Your task -> Pull out every line below that holds the word "transport".

*** Input data Section Begins ***

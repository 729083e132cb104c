//! Per-session server manager.
//!
//! Owns the set of MCP clients for one session. Servers are admitted
//! lazily: a descriptor sits in the pending map until something needs the
//! server, at which point it is dialed, initialized, and its tool catalog
//! cached. The manager also owns the routing map (qualified tool name →
//! server) and the JIT-discovered tool set presented to the model.
//!
//! Locking discipline: one coarse `RwLock` guards all maps, and the lock is
//! NEVER held across transport I/O: connection state is copied out, the
//! lock dropped, and re-taken to install results. Holding it across a dial
//! or call is the primary deadlock hazard of this design.

use std::collections::{HashMap, HashSet};
use std::sync::Arc;
use std::time::Duration;

use indexmap::IndexMap;
use tokio::sync::RwLock;

use crate::mcp::errors::McpError;
use crate::mcp::security::validate_descriptor;
use crate::mcp::transport::{McpClient, DEFAULT_CALL_TIMEOUT};
use crate::mcp::types::{ServerDescriptor, ToolCall, ToolResult, ToolSchema};
use crate::plane::discovery::{
    discover_tool_schema, format_discovery_summary, format_no_match_summary, is_discover_call,
    match_tool_pattern,
};

/// Hard cap on servers per session when the caller passes zero.
pub const DEFAULT_MAX_CLIENTS: usize = 10;

/// Tools injected per discovery call when the caller passes zero.
pub const DEFAULT_MAX_TOOLS_PER_DISCOVERY: usize = 5;

#[derive(Default, Debug)]
struct ManagerState {
    /// Connected servers.
    clients: HashMap<String, Arc<McpClient>>,
    /// Admitted but not yet dialed.
    pending: HashMap<String, ServerDescriptor>,
    /// Descriptors of connected servers, kept so a dead server can return
    /// to pending for retry.
    connected_descriptors: HashMap<String, ServerDescriptor>,
    /// Qualified tool name → owning server. The single source of truth for
    /// where a call is sent.
    routing: HashMap<String, String>,
    /// Full catalog per connected server, filled on first list and
    /// invalidated only on reconnect.
    catalog: HashMap<String, Vec<ToolSchema>>,
    /// Model-visible discovered subset, in insertion order.
    discovered: IndexMap<String, ToolSchema>,
    closed: bool,
}

/// Manages the MCP servers of one session and executes tool calls.
#[derive(Debug)]
pub struct ServerManager {
    state: RwLock<ManagerState>,
    max_clients: usize,
    max_tools_per_discovery: usize,
    tool_timeout: Duration,
}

*** Input data Section Ends ***

Exercise output ->
//! NEVER held across transport I/O: connection state is copied out, the
use crate::mcp::transport::{McpClient, DEFAULT_CALL_TIMEOUT};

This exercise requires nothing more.